■ **The records**
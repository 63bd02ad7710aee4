//! Connection settings shared by every operation of a connector: where the store
//! lives, which namespace to address, and how long the transport may wait.

use crate::consts::{
    CONNECTOR_TYPE_NAME, DEFAULT_NAMESPACE, DNR_SERVER, DNR_STORAGE_PROVIDER, DNR_STORE,
    DNR_TYPE, NAMESPACE_PATH, RDFS_LABEL, RDF_TYPE,
};
use crate::errors::{ConnectorError, Result};
use derive_builder::Builder;
use oxigraph::model::{Graph, LiteralRef, NamedOrBlankNodeRef, TripleRef};
use serde::{Deserialize, Serialize};
use std::fmt;
use std::io::{BufReader, Write};
use std::path::Path;
use std::time::Duration;

fn default_namespace() -> String {
    DEFAULT_NAMESPACE.to_string()
}

fn default_timeout_secs() -> u64 {
    30
}

#[derive(Builder, Serialize, Deserialize, Debug, Clone, PartialEq, Eq)]
#[builder(setter(into), build_fn(validate = "Self::validate"))]
pub struct ConnectionConfig {
    /// Server root, e.g. `http://localhost:9999/blazegraph`.
    base_uri: String,
    #[builder(default = "default_namespace()")]
    #[serde(default = "default_namespace")]
    namespace: String,
    /// Transport-level timeout for a whole request/response exchange.
    #[builder(default = "default_timeout_secs()")]
    #[serde(default = "default_timeout_secs")]
    request_timeout_secs: u64,
}

impl ConnectionConfigBuilder {
    fn validate(&self) -> std::result::Result<(), String> {
        if let Some(base) = &self.base_uri {
            check_base_uri(base)?;
        }
        if let Some(ns) = &self.namespace {
            check_namespace(ns)?;
        }
        Ok(())
    }
}

fn check_base_uri(base: &str) -> std::result::Result<(), String> {
    let base = base.trim();
    if !(base.starts_with("http://") || base.starts_with("https://")) {
        return Err(format!("base URI must be an http(s) URL, got '{base}'"));
    }
    Ok(())
}

fn check_namespace(ns: &str) -> std::result::Result<(), String> {
    let reserved = |c: char| matches!(c, '/' | '?' | '#' | '%') || c.is_whitespace();
    if ns.is_empty() || ns.contains(reserved) {
        return Err(format!("namespace must be a non-empty path segment, got '{ns}'"));
    }
    Ok(())
}

impl ConnectionConfig {
    pub fn builder() -> ConnectionConfigBuilder {
        ConnectionConfigBuilder::default()
    }

    pub fn new(base_uri: impl Into<String>, namespace: impl Into<String>) -> Result<Self> {
        Self::builder()
            .base_uri(base_uri)
            .namespace(namespace)
            .build()
            .map_err(|e| ConnectorError::Config(e.to_string()))
    }

    /// Connects to the store's default `kb` namespace.
    pub fn with_default_namespace(base_uri: impl Into<String>) -> Result<Self> {
        Self::new(base_uri, DEFAULT_NAMESPACE)
    }

    /// Server root without trailing slashes.
    pub fn base_uri(&self) -> &str {
        self.base_uri.trim().trim_end_matches('/')
    }

    pub fn namespace(&self) -> &str {
        &self.namespace
    }

    pub fn request_timeout(&self) -> Duration {
        Duration::from_secs(self.request_timeout_secs)
    }

    /// `<base>/namespace/<ns>`, the root of every data endpoint.
    pub fn namespace_root(&self) -> String {
        format!("{}{}{}", self.base_uri(), NAMESPACE_PATH, self.namespace)
    }

    pub fn save_to_file(&self, file: &Path) -> Result<()> {
        let config_str = serde_json::to_string_pretty(&self)
            .map_err(|e| ConnectorError::Config(e.to_string()))?;
        let mut file =
            std::fs::File::create(file).map_err(|e| ConnectorError::Config(e.to_string()))?;
        file.write_all(config_str.as_bytes())
            .map_err(|e| ConnectorError::Config(e.to_string()))?;
        Ok(())
    }

    pub fn from_file(file: &Path) -> Result<Self> {
        let file = std::fs::File::open(file).map_err(|e| ConnectorError::Config(e.to_string()))?;
        let reader = BufReader::new(file);
        let config: ConnectionConfig =
            serde_json::from_reader(reader).map_err(|e| ConnectorError::Config(e.to_string()))?;
        check_base_uri(&config.base_uri).map_err(ConnectorError::Config)?;
        check_namespace(&config.namespace).map_err(ConnectorError::Config)?;
        Ok(config)
    }

    /// Describes this connection as a storage provider in the dotNetRDF configuration vocabulary.
    pub fn to_graph(&self, subject: NamedOrBlankNodeRef<'_>) -> Graph {
        let label = self.to_string();
        let mut graph = Graph::new();
        graph.insert(TripleRef::new(subject, RDF_TYPE, DNR_STORAGE_PROVIDER));
        graph.insert(TripleRef::new(
            subject,
            RDFS_LABEL,
            LiteralRef::new_simple_literal(&label),
        ));
        graph.insert(TripleRef::new(
            subject,
            DNR_TYPE,
            LiteralRef::new_simple_literal(CONNECTOR_TYPE_NAME),
        ));
        graph.insert(TripleRef::new(
            subject,
            DNR_SERVER,
            LiteralRef::new_simple_literal(self.base_uri()),
        ));
        graph.insert(TripleRef::new(
            subject,
            DNR_STORE,
            LiteralRef::new_simple_literal(&self.namespace),
        ));
        graph
    }

    /// Prints the configuration for command line output.
    pub fn print(&self) {
        println!("Configuration:");
        println!("  Server: {}", self.base_uri());
        println!("  Namespace: {}", self.namespace);
        println!("  Request timeout: {}s", self.request_timeout_secs);
    }
}

impl fmt::Display for ConnectionConfig {
    fn fmt(&self, f: &mut fmt::Formatter) -> fmt::Result {
        write!(
            f,
            "[Blazegraph] Namespace '{}' on Server '{}'",
            self.namespace,
            self.base_uri()
        )
    }
}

■ **Task**
Return each entry above exactly, leaving none out.

■ **Result of this task**
repository 63bd02ad7710aee4
//! Connection settings shared by every operation of a connector: where the store
//! lives, which namespace to address, and how long the transport may wait.

use crate::consts::{
    CONNECTOR_TYPE_NAME, DEFAULT_NAMESPACE, DNR_SERVER, DNR_STORAGE_PROVIDER, DNR_STORE,
    DNR_TYPE, NAMESPACE_PATH, RDFS_LABEL, RDF_TYPE,
};
use crate::errors::{ConnectorError, Result};
use derive_builder::Builder;
use oxigraph::model::{Graph, LiteralRef, NamedOrBlankNodeRef, TripleRef};
use serde::{Deserialize, Serialize};
use std::fmt;
use std::io::{BufReader, Write};
use std::path::Path;
use std::time::Duration;

fn default_namespace() -> String {
    DEFAULT_NAMESPACE.to_string()
}

fn default_timeout_secs() -> u64 {
    30
}

#[derive(Builder, Serialize, Deserialize, Debug, Clone, PartialEq, Eq)]
#[builder(setter(into), build_fn(validate = "Self::validate"))]
pub struct ConnectionConfig {
    /// Server root, e.g. `http://localhost:9999/blazegraph`.
    base_uri: String,
    #[builder(default = "default_namespace()")]
    #[serde(default = "default_namespace")]
    namespace: String,
    /// Transport-level timeout for a whole request/response exchange.
    #[builder(default = "default_timeout_secs()")]
    #[serde(default = "default_timeout_secs")]
    request_timeout_secs: u64,
}

impl ConnectionConfigBuilder {
    fn validate(&self) -> std::result::Result<(), String> {
        if let Some(base) = &self.base_uri {
            check_base_uri(base)?;
        }
        if let Some(ns) = &self.namespace {
            check_namespace(ns)?;
        }
        Ok(())
    }
}

fn check_base_uri(base: &str) -> std::result::Result<(), String> {
    let base = base.trim();
    if !(base.starts_with("http://") || base.starts_with("https://")) {
        return Err(format!("base URI must be an http(s) URL, got '{base}'"));
    }
    Ok(())
}

fn check_namespace(ns: &str) -> std::result::Result<(), String> {
    let reserved = |c: char| matches!(c, '/' | '?' | '#' | '%') || c.is_whitespace();
    if ns.is_empty() || ns.contains(reserved) {
        return Err(format!("namespace must be a non-empty path segment, got '{ns}'"));
    }
    Ok(())
}

impl ConnectionConfig {
    pub fn builder() -> ConnectionConfigBuilder {
        ConnectionConfigBuilder::default()
    }

    pub fn new(base_uri: impl Into<String>, namespace: impl Into<String>) -> Result<Self> {
        Self::builder()
            .base_uri(base_uri)
            .namespace(namespace)
            .build()
            .map_err(|e| ConnectorError::Config(e.to_string()))
    }

    /// Connects to the store's default `kb` namespace.
    pub fn with_default_namespace(base_uri: impl Into<String>) -> Result<Self> {
        Self::new(base_uri, DEFAULT_NAMESPACE)
    }

    /// Server root without trailing slashes.
    pub fn base_uri(&self) -> &str {
        self.base_uri.trim().trim_end_matches('/')
    }

    pub fn namespace(&self) -> &str {
        &self.namespace
    }

    pub fn request_timeout(&self) -> Duration {
        Duration::from_secs(self.request_timeout_secs)
    }

    /// `<base>/namespace/<ns>`, the root of every data endpoint.
    pub fn namespace_root(&self) -> String {
        format!("{}{}{}", self.base_uri(), NAMESPACE_PATH, self.namespace)
    }

    pub fn save_to_file(&self, file: &Path) -> Result<()> {
        let config_str = serde_json::to_string_pretty(&self)
            .map_err(|e| ConnectorError::Config(e.to_string()))?;
        let mut file =
            std::fs::File::create(file).map_err(|e| ConnectorError::Config(e.to_string()))?;
        file.write_all(config_str.as_bytes())
            .map_err(|e| ConnectorError::Config(e.to_string()))?;
        Ok(())
    }

    pub fn from_file(file: &Path) -> Result<Self> {
        let file = std::fs::File::open(file).map_err(|e| ConnectorError::Config(e.to_string()))?;
        let reader = BufReader::new(file);
        let config: ConnectionConfig =
            serde_json::from_reader(reader).map_err(|e| ConnectorError::Config(e.to_string()))?;
        check_base_uri(&config.base_uri).map_err(ConnectorError::Config)?;
        check_namespace(&config.namespace).map_err(ConnectorError::Config)?;
        Ok(config)
    }

    /// Describes this connection as a storage provider in the dotNetRDF configuration vocabulary.
    pub fn to_graph(&self, subject: NamedOrBlankNodeRef<'_>) -> Graph {
        let label = self.to_string();
        let mut graph = Graph::new();
        graph.insert(TripleRef::new(subject, RDF_TYPE, DNR_STORAGE_PROVIDER));
        graph.insert(TripleRef::new(
            subject,
            RDFS_LABEL,
            LiteralRef::new_simple_literal(&label),
        ));
        graph.insert(TripleRef::new(
            subject,
            DNR_TYPE,
            LiteralRef::new_simple_literal(CONNECTOR_TYPE_NAME),
        ));
        graph.insert(TripleRef::new(
            subject,
            DNR_SERVER,
            LiteralRef::new_simple_literal(self.base_uri()),
        ));
        graph.insert(TripleRef::new(
            subject,
            DNR_STORE,
            LiteralRef::new_simple_literal(&self.namespace),
        ));
        graph
    }

    /// Prints the configuration for command line output.
    pub fn print(&self) {
        println!("Configuration:");
        println!("  Server: {}", self.base_uri());
        println!("  Namespace: {}", self.namespace);
        println!("  Request timeout: {}s", self.request_timeout_secs);
    }
}

impl fmt::Display for ConnectionConfig {
    fn fmt(&self, f: &mut fmt::Formatter) -> fmt::Result {
        write!(
            f,
            "[Blazegraph] Namespace '{}' on Server '{}'",
            self.namespace,
            self.base_uri()
        )
    }
}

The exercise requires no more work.